Oggi sarai con me in paradiso. — Bisogna considerare prima la parola, poi il pensiero da essa espresso. Il primo appare per la prima volta come una parola persiana applicata a un terreno recintato come parco o giardino per un re o un satrapo. Come tale ci incontra spesso nell'Anabasi di Senofonte (i. 2, § 7; 4, § 9, et al. ). Trovandolo così usato, il LXX. i traduttori lo usarono nel Cantico dei Cantici 4:13 ; Ecclesiaste 2:5 ; Nehemia 2:8 , e, soprattutto, in Genesi 2:15 , prendendo come descrizione quello che noi trattiamo come un nome proprio, e dando “il Paradiso di Delizia” per “il Giardino dell'Eden.

Nel linguaggio figurato in cui l'attuale credenza ebraica rivestiva i suoi pensieri del mondo invisibile, il Giardino dell'Eden prese il suo posto fianco a fianco con il "seno di Abramo", come sinonimo dell'eterna beatitudine dei giusti, presentando un vivido contrasto ai terribili orrori della Geenna. È notevole, tuttavia, che questa sia l'unica occasione in cui la parola appare come parte dell'insegnamento di nostro Signore.

Nel linguaggio mistico dell'Apocalisse, «l'albero della vita che è in mezzo al paradiso di Dio» è una delle promesse a «colui che vince» ( Apocalisse 2:7 ). San Paolo parla di se stesso come preso dall'estasi e dalla visione del “paradiso” ( 2 Corinzi 12:4 ).

In questo caso possiamo rintracciare nell'uso della parola da parte di nostro Signore una sottile tenerezza di simpatia. Ciò che disse in risposta alla preghiera del penitente era, in parte, un contrasto con essa, in parte, il suo compimento più completo. Non nel lontano "Coming", ma proprio quel giorno; non solo “ricordati”, ma in stretta compagnia; non nel tumulto e nella battaglia che i suoi pensieri avevano collegato al Regno, ma nel bel giardino, con i suoi prati verdi e le acque tranquille, i suoi alberi della Conoscenza e della Vita.

Nessuna immagine potrebbe soddisfare le voglie del ladro torturato in modo più completo di così; nessuno, probabilmente, potrebbe essere più diverso dalle sue aspettative. Eppure il “paradiso” delle terre orientali era essenzialmente il giardino regale, quello di cui il palazzo era il centro. La promessa implicava che il penitente entrasse subito nella gioia più alta del Regno. Abbiamo ragione nel pensare che non ci fu adempimento delle parole finché la morte non avesse liberato lo spirito dalla sua schiavitù? Possa anche allora non esserci stata una gioia ineffabile, tale da rendere le fiamme della fornace ardente come un "vento umido che sibila" (Cantico dei tre bambini).

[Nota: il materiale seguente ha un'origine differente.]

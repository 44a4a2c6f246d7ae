//! Wire models exchanged with the platform

/// Implements `Serialize`/`Deserialize` through the type's `as_u8`/`from_u8` pair.
macro_rules! u8_wire_format {
    ($ty:ident, $expecting:literal) => {
        impl serde::Serialize for $ty {
            fn serialize<S>(&self, serializer: S) -> Result<S::Ok, S::Error>
            where
                S: serde::Serializer,
            {
                serializer.serialize_u8(self.as_u8())
            }
        }

        impl<'de> serde::Deserialize<'de> for $ty {
            fn deserialize<D>(deserializer: D) -> Result<Self, D::Error>
            where
                D: serde::Deserializer<'de>,
            {
                let value = <u8 as serde::Deserialize>::deserialize(deserializer)?;
                $ty::from_u8(value).ok_or_else(|| {
                    serde::de::Error::custom(format!(concat!("unknown ", $expecting, ": {}"), value))
                })
            }
        }
    };
}

mod command;
mod guild;
mod interaction;
mod response;
mod user;

pub use command::{Choice, Command, CommandOption, CommandType, InteractionContextType, OptionType};
pub use interaction::{
    ActionRow, CommandData, CommandOptionValue, ComponentData, Interaction, InteractionType,
    ModalData, ModalInput, Resolved,
};
pub use response::{
    AutocompleteData, InteractionResponse, MessageData, ModalForm, ResponseData, ResponseType,
};
pub use guild::{Attachment, PartialChannel, Role};
pub use user::{Member, Message, User};
//! Fakes shared by the client tests

use async_trait::async_trait;
use axum::body::Body;
use axum::http::Request;
use ed25519_dalek::{Signer, SigningKey};
use itx_common::{SIGNATURE_HEADER, TIMESTAMP_HEADER};
use itx_rest::{Method, RestError, RestHandler};
use parking_lot::Mutex;
use serde_json::Value;
use std::collections::HashMap;
use std::time::Duration;

#[derive(Debug, Clone, PartialEq)]
pub(crate) struct RecordedCall {
    pub(crate) method: Method,
    pub(crate) route: String,
    pub(crate) body: Option<Value>,
}

/// Records every request and answers with canned bodies per route
#[derive(Default)]
pub(crate) struct RecordingRest {
    calls: Mutex<Vec<RecordedCall>>,
    responses: Mutex<HashMap<String, Value>>,
}

impl RecordingRest {
    pub(crate) fn respond(&self, route: &str, body: Value) {
        self.responses.lock().insert(route.to_string(), body);
    }

    pub(crate) fn calls(&self) -> Vec<RecordedCall> {
        self.calls.lock().clone()
    }

    /// Poll until at least `count` calls were recorded
    pub(crate) async fn wait_for_calls(&self, count: usize) -> Vec<RecordedCall> {
        for _ in 0..200 {
            let calls = self.calls();
            if calls.len() >= count {
                return calls;
            }
            tokio::time::sleep(Duration::from_millis(5)).await;
        }
        panic!("expected {count} REST calls, got {:?}", self.calls());
    }
}

#[async_trait]
impl RestHandler for RecordingRest {
    async fn request(
        &self,
        method: Method,
        route: &str,
        body: Option<Value>,
    ) -> Result<Vec<u8>, RestError> {
        self.calls.lock().push(RecordedCall {
            method,
            route: route.to_string(),
            body,
        });

        match self.responses.lock().get(route) {
            Some(body) => Ok(serde_json::to_vec(body)?),
            None => Ok(Vec::new()),
        }
    }
}

pub(crate) fn signing_key() -> SigningKey {
    SigningKey::from_bytes(&[7; 32])
}

/// Bot token whose id segment decodes to application 2002
pub(crate) const TOKEN: &str = "MjAwMg.GxYzAb.signature-part";

/// POST `body` to `path`, signed the way the platform signs deliveries
pub(crate) fn signed_request(path: &str, body: &str) -> Request<Body> {
    let timestamp = "1700000000";
    let mut message = timestamp.as_bytes().to_vec();
    message.extend_from_slice(body.as_bytes());
    let signature = hex::encode(signing_key().sign(&message).to_bytes());

    Request::builder()
        .method("POST")
        .uri(path)
        .header("content-type", "application/json")
        .header(SIGNATURE_HEADER, signature)
        .header(TIMESTAMP_HEADER, timestamp)
        .body(Body::from(body.to_string()))
        .unwrap()
}
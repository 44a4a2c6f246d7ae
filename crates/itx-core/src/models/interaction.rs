//! Interaction envelope and its type-specific payloads

use serde::de::DeserializeOwned;
use serde::{Deserialize, Serialize};
use serde_json::Value;
use std::collections::HashMap;

use super::command::{CommandType, OptionType};
use super::guild::{Attachment, PartialChannel, Role};
use super::user::{Member, Message, User};
use crate::value_objects::{Permissions, Snowflake};

/// Interaction type discriminator
#[derive(Debug, Clone, Copy, PartialEq, Eq, Hash)]
#[repr(u8)]
pub enum InteractionType {
    /// Endpoint liveness check sent by the platform
    Ping = 1,
    ApplicationCommand = 2,
    MessageComponent = 3,
    ApplicationCommandAutocomplete = 4,
    ModalSubmit = 5,
}

impl InteractionType {
    pub fn from_u8(value: u8) -> Option<Self> {
        match value {
            1 => Some(Self::Ping),
            2 => Some(Self::ApplicationCommand),
            3 => Some(Self::MessageComponent),
            4 => Some(Self::ApplicationCommandAutocomplete),
            5 => Some(Self::ModalSubmit),
            _ => None,
        }
    }

    #[inline]
    pub const fn as_u8(self) -> u8 {
        self as u8
    }

    pub const fn name(self) -> &'static str {
        match self {
            Self::Ping => "PING",
            Self::ApplicationCommand => "APPLICATION_COMMAND",
            Self::MessageComponent => "MESSAGE_COMPONENT",
            Self::ApplicationCommandAutocomplete => "APPLICATION_COMMAND_AUTOCOMPLETE",
            Self::ModalSubmit => "MODAL_SUBMIT",
        }
    }
}

u8_wire_format!(InteractionType, "interaction type");

/// One user-triggered event
///
/// The type-specific payload stays as raw JSON in `data` until a handler slot
/// is chosen; use [`Interaction::decode_data`] to get the typed view.
#[derive(Debug, Clone, Serialize, Deserialize)]
pub struct Interaction {
    pub id: Snowflake,
    pub application_id: Snowflake,
    #[serde(rename = "type")]
    pub kind: InteractionType,
    #[serde(default, skip_serializing_if = "Value::is_null")]
    pub data: Value,
    #[serde(default, skip_serializing_if = "Option::is_none")]
    pub guild_id: Option<Snowflake>,
    #[serde(default, skip_serializing_if = "Option::is_none")]
    pub channel_id: Option<Snowflake>,
    #[serde(default, skip_serializing_if = "Option::is_none")]
    pub member: Option<Member>,
    #[serde(default, skip_serializing_if = "Option::is_none")]
    pub user: Option<User>,
    /// Continuation token, valid for about 15 minutes
    pub token: String,
    #[serde(default)]
    pub version: u8,
    #[serde(default, skip_serializing_if = "Option::is_none")]
    pub locale: Option<String>,
    #[serde(default, skip_serializing_if = "Option::is_none")]
    pub guild_locale: Option<String>,
    #[serde(default, skip_serializing_if = "Option::is_none")]
    pub app_permissions: Option<Permissions>,
    /// Shard that delivered the interaction; `None` for HTTPS deliveries
    #[serde(skip)]
    pub shard_id: Option<u16>,
}

impl Interaction {
    /// Copy the envelope's guild id onto the member record
    pub fn normalize(&mut self) {
        if let Some(member) = self.member.as_mut() {
            member.guild_id = self.guild_id;
        }
    }

    /// User who triggered the interaction, whether invoked in a guild or a DM
    pub fn invoker(&self) -> Option<&User> {
        self.member
            .as_ref()
            .and_then(|member| member.user.as_ref())
            .or(self.user.as_ref())
    }

    /// Decode the type-specific payload
    pub fn decode_data<T: DeserializeOwned>(&self) -> Result<T, serde_json::Error> {
        T::deserialize(&self.data)
    }
}

/// Option value as sent with a command or autocomplete interaction
#[derive(Debug, Clone, PartialEq, Serialize, Deserialize)]
pub struct CommandOptionValue {
    pub name: String,
    #[serde(rename = "type")]
    pub kind: OptionType,
    #[serde(default, skip_serializing_if = "Option::is_none")]
    pub value: Option<Value>,
    #[serde(default, skip_serializing_if = "Vec::is_empty")]
    pub options: Vec<CommandOptionValue>,
    /// Set on the option the user is typing into during autocomplete
    #[serde(default, skip_serializing_if = "std::ops::Not::not")]
    pub focused: bool,
}

/// Entities referenced by option values, keyed by id
#[derive(Debug, Clone, Default, PartialEq, Serialize, Deserialize)]
pub struct Resolved {
    #[serde(default, skip_serializing_if = "HashMap::is_empty")]
    pub users: HashMap<Snowflake, User>,
    #[serde(default, skip_serializing_if = "HashMap::is_empty")]
    pub members: HashMap<Snowflake, Member>,
    #[serde(default, skip_serializing_if = "HashMap::is_empty")]
    pub roles: HashMap<Snowflake, Role>,
    #[serde(default, skip_serializing_if = "HashMap::is_empty")]
    pub channels: HashMap<Snowflake, PartialChannel>,
    #[serde(default, skip_serializing_if = "HashMap::is_empty")]
    pub messages: HashMap<Snowflake, Message>,
    #[serde(default, skip_serializing_if = "HashMap::is_empty")]
    pub attachments: HashMap<Snowflake, Attachment>,
}

/// Payload of command and autocomplete interactions
#[derive(Debug, Clone, PartialEq, Serialize, Deserialize)]
pub struct CommandData {
    #[serde(default)]
    pub id: Snowflake,
    pub name: String,
    #[serde(rename = "type", default)]
    pub kind: CommandType,
    #[serde(default, skip_serializing_if = "Vec::is_empty")]
    pub options: Vec<CommandOptionValue>,
    #[serde(default)]
    pub resolved: Resolved,
    #[serde(default, skip_serializing_if = "Option::is_none")]
    pub guild_id: Option<Snowflake>,
    #[serde(default, skip_serializing_if = "Option::is_none")]
    pub target_id: Option<Snowflake>,
}

impl CommandData {
    /// Leading subcommand option, if the user invoked a subcommand
    pub fn subcommand(&self) -> Option<&CommandOptionValue> {
        self.options
            .first()
            .filter(|option| option.kind == OptionType::SubCommand)
    }
}

/// Payload of message component interactions
#[derive(Debug, Clone, PartialEq, Serialize, Deserialize)]
pub struct ComponentData {
    pub custom_id: String,
    #[serde(default)]
    pub component_type: u8,
    /// Selected values for select menus
    #[serde(default, skip_serializing_if = "Vec::is_empty")]
    pub values: Vec<String>,
}

/// Submitted text input
#[derive(Debug, Clone, PartialEq, Serialize, Deserialize)]
pub struct ModalInput {
    #[serde(rename = "type", default)]
    pub kind: u8,
    #[serde(default)]
    pub custom_id: String,
    #[serde(default)]
    pub value: String,
}

#[derive(Debug, Clone, PartialEq, Serialize, Deserialize)]
pub struct ActionRow {
    #[serde(rename = "type", default)]
    pub kind: u8,
    #[serde(default)]
    pub components: Vec<ModalInput>,
}

/// Payload of modal submit interactions
#[derive(Debug, Clone, PartialEq, Serialize, Deserialize)]
pub struct ModalData {
    pub custom_id: String,
    #[serde(default)]
    pub components: Vec<ActionRow>,
}

impl ModalData {
    /// Value typed into the text input with the given custom id
    pub fn input_value(&self, custom_id: &str) -> Option<&str> {
        self.components
            .iter()
            .flat_map(|row| row.components.iter())
            .find(|input| input.custom_id == custom_id)
            .map(|input| input.value.as_str())
    }
}

#[cfg(test)]
mod tests {
    use super::*;
    use serde_json::json;

    fn command_payload() -> Value {
        json!({
            "id": "1001",
            "application_id": "2002",
            "type": 2,
            "token": "tok",
            "version": 1,
            "guild_id": "3003",
            "member": {
                "user": {"id": "4004", "username": "ann"},
                "roles": [],
                "permissions": "8"
            },
            "data": {
                "id": "5005",
                "name": "runtime",
                "type": 1,
                "options": [{
                    "name": "stats",
                    "type": 1,
                    "options": [{"name": "verbose", "type": 5, "value": true}]
                }]
            }
        })
    }

    #[test]
    fn test_decode_envelope() {
        let itx: Interaction = serde_json::from_value(command_payload()).unwrap();
        assert_eq!(itx.kind, InteractionType::ApplicationCommand);
        assert_eq!(itx.id, Snowflake::new(1001));
        assert_eq!(itx.token, "tok");
        assert_eq!(itx.invoker().unwrap().username, "ann");
        assert!(itx.shard_id.is_none());
    }

    #[test]
    fn test_normalize_populates_member_guild() {
        let mut itx: Interaction = serde_json::from_value(command_payload()).unwrap();
        assert!(itx.member.as_ref().unwrap().guild_id.is_none());

        itx.normalize();
        assert_eq!(
            itx.member.as_ref().unwrap().guild_id,
            Some(Snowflake::new(3003))
        );
    }

    #[test]
    fn test_decode_command_data() {
        let itx: Interaction = serde_json::from_value(command_payload()).unwrap();
        let data: CommandData = itx.decode_data().unwrap();

        assert_eq!(data.name, "runtime");
        let sub = data.subcommand().unwrap();
        assert_eq!(sub.name, "stats");
        assert_eq!(sub.options[0].value, Some(json!(true)));
    }

    #[test]
    fn test_unknown_interaction_type() {
        let mut payload = command_payload();
        payload["type"] = json!(99);
        assert!(serde_json::from_value::<Interaction>(payload).is_err());
    }

    #[test]
    fn test_modal_input_value() {
        let data: ModalData = serde_json::from_value(json!({
            "custom_id": "feedback",
            "components": [{
                "type": 1,
                "components": [{"type": 4, "custom_id": "body", "value": "great"}]
            }]
        }))
        .unwrap();

        assert_eq!(data.input_value("body"), Some("great"));
        assert_eq!(data.input_value("missing"), None);
    }
}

Luca 23:27 , negli Apocrifi ) , come hanno conosciuto i martiri in mille casi, agendo quasi come atti anestetici fisici? Il ladro penitente è naturalmente prominente nelle leggende apocrife della discesa di nostro Signore nell'Ade, visto al Suo fianco mentre entra in Paradiso ( Gosp. di Nicodemo, ii. 10).